Enthousiaste face à cette inconnue, il souhaite la peindre et « Pour en venir a mon but, si tu pouvais l’enlever pour quelques jours aux flaneurs, et aux parasites, je crois que je ferais une belle peinture avec cette personne, ce serait autant de pris sur ce temps ennemis. » Il lui propose de venir avec elle déjeuner le lendemain.

Gros-Kost, dans ses Souvenirs intimes sur Courbet, note que sa « tête […] était comme un lieu privilégié où les lignes et les nuances s’emmagasinaient pour ressortir en compositions resplendissantes, lorsqu’il les évoquait ».

Voici la réponse que lui écrivit Carjat (Papiers de Courbet, BNF Estampes et photographie, P 127878). :

« Mon vieux Gustave,

La petite italienne en question s’appelle Melle Agostina ou si tu aimes mieux en français Augustine. Elle est la maîtresse d’un mien ami le jeune Édouard Dantan, le fils du sculpteur, ce qui fait que je ne puis directement me mêler de cette affaire.

Cependant comme la jolie fille pose chez tous les peintres ayant les moyens de lui payer généreusement ses séances, écris-lui sans façon, de ma part, si tu veux, car je crois que la signora me compte au nombre de ses amis, et traite avec elle cette petite affaire d’atelier.

Si tu veux mieux, prie la de se trouver chez Dinochau, vendredi matin à 11 h sous le prétexte de lui éviter une course – Elle demeure 16 rue Duperré – et si mon faible galoubet peut t’être de quelque utilité pour la décider à poser d’une façon moins officielle, je jouerai mon petit air tout comme un autre, tu n’en doutes pas.

Sur ce, écris à la diva, et à vendredi, à moins de contre-ordre de ta part. (…) »

Manque à la Correspondance de Courbet, Flammarion, 1996, ainsi qu’à P. Ten-Doesschate Chu, Courbet, épistolier – 24 lettres inédites, Dijon, Les Presses du réel, 2017 et à Courbet en privé, Correspondance de Gustave Courbet dans l’Institut Gustave Courbet, ed. du Sekoya, 2019.

Quelques déchirures et petit manque dus au décachetage, sans atteinte au texte, petits trous à une pliure avec atteinte à une seule lettre.

La belle inconnue est Agostina Segatori (Ancône, 1841-Paris, 1910), modèle italien qui posa pour son amant Edouard Dantan, Jean-Léon Gérôme, Jean-Baptiste Corot, Édouard Manet et Vincent Van Gogh dont elle fut la maitresse.
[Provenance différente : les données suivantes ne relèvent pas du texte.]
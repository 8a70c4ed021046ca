use chrono::{DateTime, Utc};
use serde::{Deserialize, Serialize};
use uuid::Uuid;

use crate::run::Station;

/// Allowed transitions: `Pending -> {Running, Skipped}`; `Running -> {Succeeded, Failed, Skipped}`.
/// Terminal set is `{Succeeded, Failed, Skipped}`.
#[derive(Debug, Clone, Copy, PartialEq, Eq, Serialize, Deserialize)]
#[serde(rename_all = "snake_case")]
pub enum StationStatus {
    Pending,
    Running,
    Succeeded,
    Failed,
    Skipped,
}

impl StationStatus {
    pub fn as_str(&self) -> &'static str {
        match self {
            StationStatus::Pending => "pending",
            StationStatus::Running => "running",
            StationStatus::Succeeded => "succeeded",
            StationStatus::Failed => "failed",
            StationStatus::Skipped => "skipped",
        }
    }

    pub fn parse(s: &str) -> Option<Self> {
        match s {
            "pending" => Some(StationStatus::Pending),
            "running" => Some(StationStatus::Running),
            "succeeded" => Some(StationStatus::Succeeded),
            "failed" => Some(StationStatus::Failed),
            "skipped" => Some(StationStatus::Skipped),
            _ => None,
        }
    }

    pub fn is_terminal(&self) -> bool {
        matches!(
            self,
            StationStatus::Succeeded | StationStatus::Failed | StationStatus::Skipped
        )
    }

    /// Counts as "cleared" for station-ordering purposes (spec §3: a station
    /// of index `i` may run once all stations `< i` are succeeded or skipped).
    pub fn clears_ordering(&self) -> bool {
        matches!(self, StationStatus::Succeeded | StationStatus::Skipped)
    }
}

/// `{phase, mode, attempt>=1, providerStatus?, updatedAt?}`, validated on read (spec §3).
#[derive(Debug, Clone, Serialize, Deserialize)]
pub struct StationMetadata {
    pub phase: Station,
    pub mode: String,
    pub attempt: u32,
    #[serde(default, skip_serializing_if = "Option::is_none")]
    pub provider_status: Option<String>,
    #[serde(default, skip_serializing_if = "Option::is_none")]
    pub updated_at: Option<DateTime<Utc>>,
}

impl StationMetadata {
    /// `attempt = (resumeMetadata.attempt ?? 0) + 1`, floored at 1 (spec §4.4).
    pub fn next_attempt(prior: Option<&StationMetadata>) -> u32 {
        prior.map(|m| m.attempt).unwrap_or(0).saturating_add(1).max(1)
    }
}

#[derive(Debug, Clone, Serialize, Deserialize)]
pub struct StationExecution {
    pub id: String,
    pub run_id: Uuid,
    pub station: Station,
    pub status: StationStatus,
    pub started_at: Option<DateTime<Utc>>,
    pub finished_at: Option<DateTime<Utc>>,
    pub duration_ms: Option<i64>,
    pub summary: Option<String>,
    pub external_ref: Option<String>,
    pub metadata_json: Option<serde_json::Value>,
    /// Supplemental attempt counter mirrored from `metadata_json.attempt`,
    /// surfaced as its own column for cheap filtering/ordering on reads.
    pub attempt: i32,
}

#[cfg(test)]
mod tests {
    use super::*;

    #[test]
    fn ordering_clears_on_succeeded_or_skipped() {
        assert!(StationStatus::Succeeded.clears_ordering());
        assert!(StationStatus::Skipped.clears_ordering());
        assert!(!StationStatus::Failed.clears_ordering());
        assert!(!StationStatus::Running.clears_ordering());
    }

    #[test]
    fn attempt_counter_floors_at_one() {
        assert_eq!(StationMetadata::next_attempt(None), 1);
        let prior = StationMetadata {
            phase: Station::Implement,
            mode: "mock".into(),
            attempt: 3,
            provider_status: None,
            updated_at: None,
        };
        assert_eq!(StationMetadata::next_attempt(Some(&prior)), 4);
    }
}
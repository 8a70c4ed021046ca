use chrono::Utc;
use orch_types::{NewRepo, Repo, DEFAULT_BRANCH};
use sqlx::{PgPool, Row};
use uuid::Uuid;

use crate::error::StoreResult;

/// Insert a new repo row. Unique collision on `(owner, name)` surfaces as
/// [`crate::error::StoreError::UniqueViolation`] for the caller to map to 409.
pub async fn register_repo(pool: &PgPool, new_repo: &NewRepo) -> StoreResult<Repo> {
    let id = Uuid::new_v4();
    let now = Utc::now();
    let default_branch = new_repo
        .default_branch
        .clone()
        .unwrap_or_else(|| DEFAULT_BRANCH.to_string());
    let enabled = new_repo.enabled.unwrap_or(true);

    sqlx::query(
        r#"
        insert into repos (id, owner, name, default_branch, config_path, enabled, created_at, updated_at)
        values ($1, $2, $3, $4, $5, $6, $7, $7)
        "#,
    )
    .bind(id)
    .bind(&new_repo.owner)
    .bind(&new_repo.name)
    .bind(&default_branch)
    .bind(&new_repo.config_path)
    .bind(enabled)
    .bind(now)
    .execute(pool)
    .await?;

    Ok(Repo {
        id,
        owner: new_repo.owner.clone(),
        name: new_repo.name.clone(),
        default_branch,
        config_path: new_repo.config_path.clone(),
        enabled,
        created_at: now,
        updated_at: now,
    })
}

pub async fn list_repos(pool: &PgPool) -> StoreResult<Vec<Repo>> {
    let rows = sqlx::query(
        r#"
        select id, owner, name, default_branch, config_path, enabled, created_at, updated_at
        from repos
        order by owner, name
        "#,
    )
    .fetch_all(pool)
    .await?;

    rows.into_iter().map(row_to_repo).collect()
}

pub async fn get_repo_by_id(pool: &PgPool, id: Uuid) -> StoreResult<Repo> {
    let row = sqlx::query(
        r#"
        select id, owner, name, default_branch, config_path, enabled, created_at, updated_at
        from repos
        where id = $1
        "#,
    )
    .bind(id)
    .fetch_one(pool)
    .await?;

    row_to_repo(row)
}

pub async fn get_repo_by_slug(pool: &PgPool, owner: &str, name: &str) -> StoreResult<Option<Repo>> {
    let row = sqlx::query(
        r#"
        select id, owner, name, default_branch, config_path, enabled, created_at, updated_at
        from repos
        where owner = $1 and name = $2
        "#,
    )
    .bind(owner)
    .bind(name)
    .fetch_optional(pool)
    .await?;

    row.map(row_to_repo).transpose()
}

fn row_to_repo(row: sqlx::postgres::PgRow) -> StoreResult<Repo> {
    Ok(Repo {
        id: row.try_get("id")?,
        owner: row.try_get("owner")?,
        name: row.try_get("name")?,
        default_branch: row.try_get("default_branch")?,
        config_path: row.try_get("config_path")?,
        enabled: row.try_get("enabled")?,
        created_at: row.try_get("created_at")?,
        updated_at: row.try_get("updated_at")?,
    })
}
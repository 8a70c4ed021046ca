//! Coderunner Adapter: the polymorphic boundary between the execution engine
//! and the opaque external code-running executor.

pub mod adapter;
pub mod external;
pub mod mock;
pub mod transport;

pub use adapter::CoderunnerAdapter;
pub use external::ExternalCoderunnerAdapter;
pub use mock::MockCoderunnerAdapter;
pub use transport::{JobHandle, JobResult, JobStatus, SubmitJobRequest};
En outre, elle tiendra le café Au Tambourin, fréquenté par les peintres, les écrivains et les critiques d’art et dans lequel elle exposera les œuvres de ses amis, dont Van Gogh.

Agostina Segatori par Corot
Jean-Baptiste COROT
Portrait d’Agostina Segatori (1866)
New York, collection particulière.

Courbet peignit-il le portrait d’Agostina ? L’aurait-il représentée en « Rêverie tzigane » peint en 1869 ? Le côté bohémien, sensuel et farouche n’annoncerait-il pas la passion du modèle pour le tambourin, nom de son futur café, instrument de prédilection des belles tziganes, telle Carmen ?

Courbet Rêverie tzigane

L’œuvre, n° 663 de la monographie de Courbet par R. Fernier, est conservée au Musée National d’Art Occidental à Tokyo.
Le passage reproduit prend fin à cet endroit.